Data records
*** Block opens ***
/*  Copyright 2022-23, Juspay India Pvt Ltd
    This program is free software: you can redistribute it and/or modify it under the terms of the GNU Affero General Public License
    as published by the Free Software Foundation, either version 3 of the License, or (at your option) any later version. This program
    is distributed in the hope that it will be useful, but WITHOUT ANY WARRANTY; without even the implied warranty of MERCHANTABILITY
    or FITNESS FOR A PARTICULAR PURPOSE. See the GNU Affero General Public License for more details. You should have received a copy of
    the GNU Affero General Public License along with this program. If not, see <https://www.gnu.org/licenses/>.
*/
pub mod documents;
pub mod fleet;
pub mod geofence;
pub mod healthcheck;
// Copyright (c) 2023 The Quartz Core developers
// Licensed under the Apache License, Version 2.0 see LICENSE-APACHE or
// http://www.apache.org/licenses/LICENSE-2.0 or the MIT license, see
// LICENSE-MIT or http://opensource.org/licenses/MIT

use crate::consensus::Money;
use crate::primitives::hash::sha256;
use crate::primitives::{sign_message, Address, PublicKey, Signature};
use bincode::{Decode, Encode};

/// Group id carried by transactions outside any group.
pub const NO_GROUP: u32 = 0;

#[derive(Clone, Copy, Debug, PartialEq, Eq)]
pub enum TransactionType {
    Payment,
    Message,
    At,
}

impl TransactionType {
    /// Consensus-stable numeric transaction type.
    #[must_use]
    pub fn value(self) -> u16 {
        match self {
            TransactionType::Payment => 2,
            TransactionType::At => 16,
            TransactionType::Message => 17,
        }
    }
}

/// Fields shared by every transaction kind.
///
/// `reference` is the signature of the previous transaction by the same
/// creator; it chains an account's transactions into a verifiable sequence.
#[derive(Clone, Debug, PartialEq, Encode, Decode)]
pub struct BaseTransactionData {
    pub timestamp: u64,
    pub group_id: u32,
    pub reference: Signature,
    pub creator_public_key: PublicKey,
    pub fee: Money,
    pub signature: Option<Signature>,
}

#[derive(Clone, Debug, PartialEq, Encode, Decode)]
pub enum TransactionData {
    Payment {
        base: BaseTransactionData,
        recipient: Address,
        amount: Money,
    },
    Message {
        base: BaseTransactionData,
        recipient: Address,
        data: Vec<u8>,
    },
    /// Emitted by a running AT. `amount == None` makes it message-like,
    /// `amount == Some(_)` payment-like.
    At {
        base: BaseTransactionData,
        at_address: Address,
        recipient: Address,
        amount: Option<Money>,
        message: Vec<u8>,
    },
}

impl TransactionData {
    #[must_use]
    pub fn base(&self) -> &BaseTransactionData {
        match self {
            TransactionData::Payment { base, .. }
            | TransactionData::Message { base, .. }
            | TransactionData::At { base, .. } => base,
        }
    }

    pub fn base_mut(&mut self) -> &mut BaseTransactionData {
        match self {
            TransactionData::Payment { base, .. }
            | TransactionData::Message { base, .. }
            | TransactionData::At { base, .. } => base,
        }
    }

    #[must_use]
    pub fn tx_type(&self) -> TransactionType {
        match self {
            TransactionData::Payment { .. } => TransactionType::Payment,
            TransactionData::Message { .. } => TransactionType::Message,
            TransactionData::At { .. } => TransactionType::At,
        }
    }

    #[must_use]
    pub fn signature(&self) -> Option<&Signature> {
        self.base().signature.as_ref()
    }

    /// Accounts that receive this transaction. Used by the VM's forward
    /// chain scan to find transactions addressed to an AT.
    #[must_use]
    pub fn recipient_accounts(&self) -> Vec<&Address> {
        match self {
            TransactionData::Payment { recipient, .. }
            | TransactionData::Message { recipient, .. }
            | TransactionData::At { recipient, .. } => vec![recipient],
        }
    }

    /// Canonical byte payload covered by the signature. Hand-packed
    /// little-endian so that AT-emitted transactions serialise identically
    /// to hand-built ones and join the same signature/reference chain.
    #[must_use]
    pub fn to_signing_payload(&self) -> Vec<u8> {
        let mut out = Vec::with_capacity(256);
        let base = self.base();

        out.extend_from_slice(&self.tx_type().value().to_le_bytes());
        out.extend_from_slice(&base.timestamp.to_le_bytes());
        out.extend_from_slice(&base.group_id.to_le_bytes());
        out.extend_from_slice(base.reference.as_bytes());
        out.extend_from_slice(base.creator_public_key.as_bytes());
        out.extend_from_slice(&base.fee.to_le_bytes());

        match self {
            TransactionData::Payment { recipient, amount, .. } => {
                push_address(&mut out, recipient);
                out.extend_from_slice(&amount.to_le_bytes());
            }

            TransactionData::Message { recipient, data, .. } => {
                push_address(&mut out, recipient);
                out.extend_from_slice(&(data.len() as u32).to_le_bytes());
                out.extend_from_slice(data);
            }

            TransactionData::At {
                at_address,
                recipient,
                amount,
                message,
                ..
            } => {
                push_address(&mut out, at_address);
                push_address(&mut out, recipient);
                match amount {
                    Some(amount) => {
                        out.push(1);
                        out.extend_from_slice(&amount.to_le_bytes());
                    }
                    None => out.push(0),
                }
                out.extend_from_slice(&(message.len() as u32).to_le_bytes());
                out.extend_from_slice(message);
            }
        }

        out
    }

    /// Signs with the creator's ed25519 secret key.
    pub fn sign(&mut self, secret: &[u8; 32]) {
        let payload = self.to_signing_payload();
        let signature = sign_message(secret, &payload);
        self.base_mut().signature = Some(signature);
    }

    /// Deterministic signature for AT-emitted transactions. ATs own no
    /// private key, so the signature is derived from the payload and the
    /// AT creator's public key instead:
    /// `sha256(payload) ‖ sha256(payload ‖ creatorPublicKey)`.
    pub fn at_sign(&mut self) {
        let payload = self.to_signing_payload();
        let creator = *self.base().creator_public_key.as_bytes();

        let mut keyed = payload.clone();
        keyed.extend_from_slice(&creator);

        let mut sig = [0u8; 64];
        sig[..32].copy_from_slice(&sha256(&payload));
        sig[32..].copy_from_slice(&sha256(&keyed));

        self.base_mut().signature = Some(Signature(sig));
    }

    #[must_use]
    pub fn verify_signature(&self) -> bool {
        let Some(signature) = self.base().signature.as_ref() else {
            return false;
        };

        self.base()
            .creator_public_key
            .verify(&self.to_signing_payload(), signature)
    }

    /// Serialize to bytes
    #[must_use]
    pub fn to_bytes(&self) -> Vec<u8> {
        crate::codec::encode_to_vec(self).unwrap()
    }

    pub fn from_bytes(bytes: &[u8]) -> Result<Self, bincode::error::DecodeError> {
        crate::codec::decode(bytes)
    }
}

fn push_address(out: &mut Vec<u8>, address: &Address) {
    let bytes = address.as_str().as_bytes();
    out.push(bytes.len() as u8);
    out.extend_from_slice(bytes);
}
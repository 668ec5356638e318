// Copyright (c) 2023 The Quartz Core developers
// Licensed under the Apache License, Version 2.0 see LICENSE-APACHE or
// http://www.apache.org/licenses/LICENSE-2.0 or the MIT license, see
// LICENSE-MIT or http://opensource.org/licenses/MIT

use crate::crosschain::provider::{
    BlockchainProvider, ForeignBlockchainErr, TransactionHash, UnspentOutput,
};
use serde::Serialize;
use std::time::Duration;

const RPC_TIMEOUT: Duration = Duration::from_secs(30);

#[derive(Serialize)]
struct JsonRpcRequest {
    jsonrpc: &'static str,
    id: &'static str,
    method: String,
    params: serde_json::Value,
}

/// `BlockchainProvider` over a bitcoind-compatible JSON-RPC endpoint.
///
/// UTXO queries go through `scantxoutset`, so no wallet or address index
/// is needed on the node. Address history has no core RPC equivalent and
/// reports `Unsupported`; the swap flows never need it.
pub struct RpcBlockchainProvider {
    url: String,
    user: Option<String>,
    pass: Option<String>,
    client: reqwest::blocking::Client,
}

impl RpcBlockchainProvider {
    pub fn new(url: &str) -> Result<Self, ForeignBlockchainErr> {
        let client = reqwest::blocking::Client::builder()
            .timeout(RPC_TIMEOUT)
            .build()
            .map_err(|e| ForeignBlockchainErr::Network(e.to_string()))?;

        Ok(Self {
            url: url.to_owned(),
            user: None,
            pass: None,
            client,
        })
    }

    pub fn with_auth(url: &str, user: &str, pass: &str) -> Result<Self, ForeignBlockchainErr> {
        let mut provider = Self::new(url)?;
        provider.user = Some(user.to_owned());
        provider.pass = Some(pass.to_owned());
        Ok(provider)
    }

    fn call(
        &self,
        method: &str,
        params: serde_json::Value,
    ) -> Result<serde_json::Value, ForeignBlockchainErr> {
        let request = JsonRpcRequest {
            jsonrpc: "1.0",
            id: "quartz",
            method: method.to_owned(),
            params,
        };

        let mut req = self.client.post(&self.url).json(&request);

        if let (Some(user), Some(pass)) = (&self.user, &self.pass) {
            req = req.basic_auth(user, Some(pass));
        }

        let response = req
            .send()
            .map_err(|e| ForeignBlockchainErr::Network(e.to_string()))?;

        let json: serde_json::Value = response
            .json()
            .map_err(|e| ForeignBlockchainErr::Network(e.to_string()))?;

        if let Some(error) = json.get("error") {
            if !error.is_null() {
                return Err(ForeignBlockchainErr::Network(format!("RPC error: {error}")));
            }
        }

        json.get("result")
            .cloned()
            .ok_or(ForeignBlockchainErr::InvalidResponse("no result field"))
    }

    fn block_hash(&self, height: u32) -> Result<String, ForeignBlockchainErr> {
        self.call("getblockhash", serde_json::json!([height]))?
            .as_str()
            .map(str::to_owned)
            .ok_or(ForeignBlockchainErr::InvalidResponse("block hash"))
    }
}

/// Txid hex as RPC expects it: displayed (reversed) byte order.
fn txid_hex(tx_hash: &[u8; 32]) -> String {
    let mut reversed = *tx_hash;
    reversed.reverse();
    hex::encode(reversed)
}

fn btc_to_sats(value: f64) -> u64 {
    (value * 100_000_000.0).round() as u64
}

impl BlockchainProvider for RpcBlockchainProvider {
    fn current_height(&self) -> Result<u32, ForeignBlockchainErr> {
        let result = self.call("getblockcount", serde_json::json!([]))?;
        result
            .as_u64()
            .and_then(|h| u32::try_from(h).ok())
            .ok_or(ForeignBlockchainErr::InvalidResponse("block count"))
    }

    fn raw_block_headers(
        &self,
        start_height: u32,
        count: u32,
    ) -> Result<Vec<Vec<u8>>, ForeignBlockchainErr> {
        let mut headers = Vec::with_capacity(count as usize);

        for height in start_height..start_height + count {
            let hash = self.block_hash(height)?;
            let header_hex = self
                .call("getblockheader", serde_json::json!([hash, false]))?
                .as_str()
                .map(str::to_owned)
                .ok_or(ForeignBlockchainErr::InvalidResponse("block header"))?;

            let header = hex::decode(header_hex)
                .map_err(|_| ForeignBlockchainErr::InvalidResponse("block header hex"))?;
            headers.push(header);
        }

        Ok(headers)
    }

    fn confirmed_balance(&self, script_pub_key: &[u8]) -> Result<u64, ForeignBlockchainErr> {
        Ok(self
            .unspent_outputs(script_pub_key)?
            .iter()
            .map(|output| output.value)
            .sum())
    }

    fn unspent_outputs(
        &self,
        script_pub_key: &[u8],
    ) -> Result<Vec<UnspentOutput>, ForeignBlockchainErr> {
        let descriptor = format!("raw({})", hex::encode(script_pub_key));
        let result = self.call("scantxoutset", serde_json::json!(["start", [descriptor]]))?;

        let unspents = result
            .get("unspents")
            .and_then(|u| u.as_array())
            .ok_or(ForeignBlockchainErr::InvalidResponse("scantxoutset unspents"))?;

        let mut outputs = Vec::with_capacity(unspents.len());
        for unspent in unspents {
            let txid = unspent
                .get("txid")
                .and_then(|t| t.as_str())
                .ok_or(ForeignBlockchainErr::InvalidResponse("unspent txid"))?;

            let mut hash: [u8; 32] = hex::decode(txid)
                .ok()
                .and_then(|bytes| bytes.try_into().ok())
                .ok_or(ForeignBlockchainErr::InvalidResponse("unspent txid hex"))?;
            // Back to internal byte order
            hash.reverse();

            let index = unspent
                .get("vout")
                .and_then(|v| v.as_u64())
                .and_then(|v| u32::try_from(v).ok())
                .ok_or(ForeignBlockchainErr::InvalidResponse("unspent vout"))?;

            let value = unspent
                .get("amount")
                .and_then(|a| a.as_f64())
                .map(btc_to_sats)
                .ok_or(ForeignBlockchainErr::InvalidResponse("unspent amount"))?;

            let height = unspent
                .get("height")
                .and_then(|h| h.as_u64())
                .and_then(|h| u32::try_from(h).ok())
                .unwrap_or(0);

            let script = unspent
                .get("scriptPubKey")
                .and_then(|s| s.as_str())
                .map(hex::decode)
                .transpose()
                .map_err(|_| ForeignBlockchainErr::InvalidResponse("unspent script hex"))?
                .unwrap_or_default();

            outputs.push(UnspentOutput {
                hash,
                index,
                height,
                value,
                script_pub_key: script,
            });
        }

        Ok(outputs)
    }

    fn raw_transaction(&self, tx_hash: &[u8; 32]) -> Result<Vec<u8>, ForeignBlockchainErr> {
        let result = self.call(
            "getrawtransaction",
            serde_json::json!([txid_hex(tx_hash), false]),
        )?;

        let raw_hex = result
            .as_str()
            .ok_or(ForeignBlockchainErr::InvalidResponse("raw transaction"))?;

        hex::decode(raw_hex).map_err(|_| ForeignBlockchainErr::InvalidResponse("raw transaction hex"))
    }

    fn address_transactions(
        &self,
        _script_pub_key: &[u8],
    ) -> Result<Vec<TransactionHash>, ForeignBlockchainErr> {
        Err(ForeignBlockchainErr::Unsupported(
            "bitcoind carries no address history index",
        ))
    }

    fn broadcast_transaction(&self, raw: &[u8]) -> Result<String, ForeignBlockchainErr> {
        let result = self.call("sendrawtransaction", serde_json::json!([hex::encode(raw)]))?;
        result
            .as_str()
            .map(str::to_owned)
            .ok_or(ForeignBlockchainErr::InvalidResponse("broadcast txid"))
    }
}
*** Block closes ***
Task to complete
In the records above, find each line that holds the word "primitives"; copy all such lines.

Exercise solution
use crate::primitives::hash::sha256;
use crate::primitives::{sign_message, Address, PublicKey, Signature};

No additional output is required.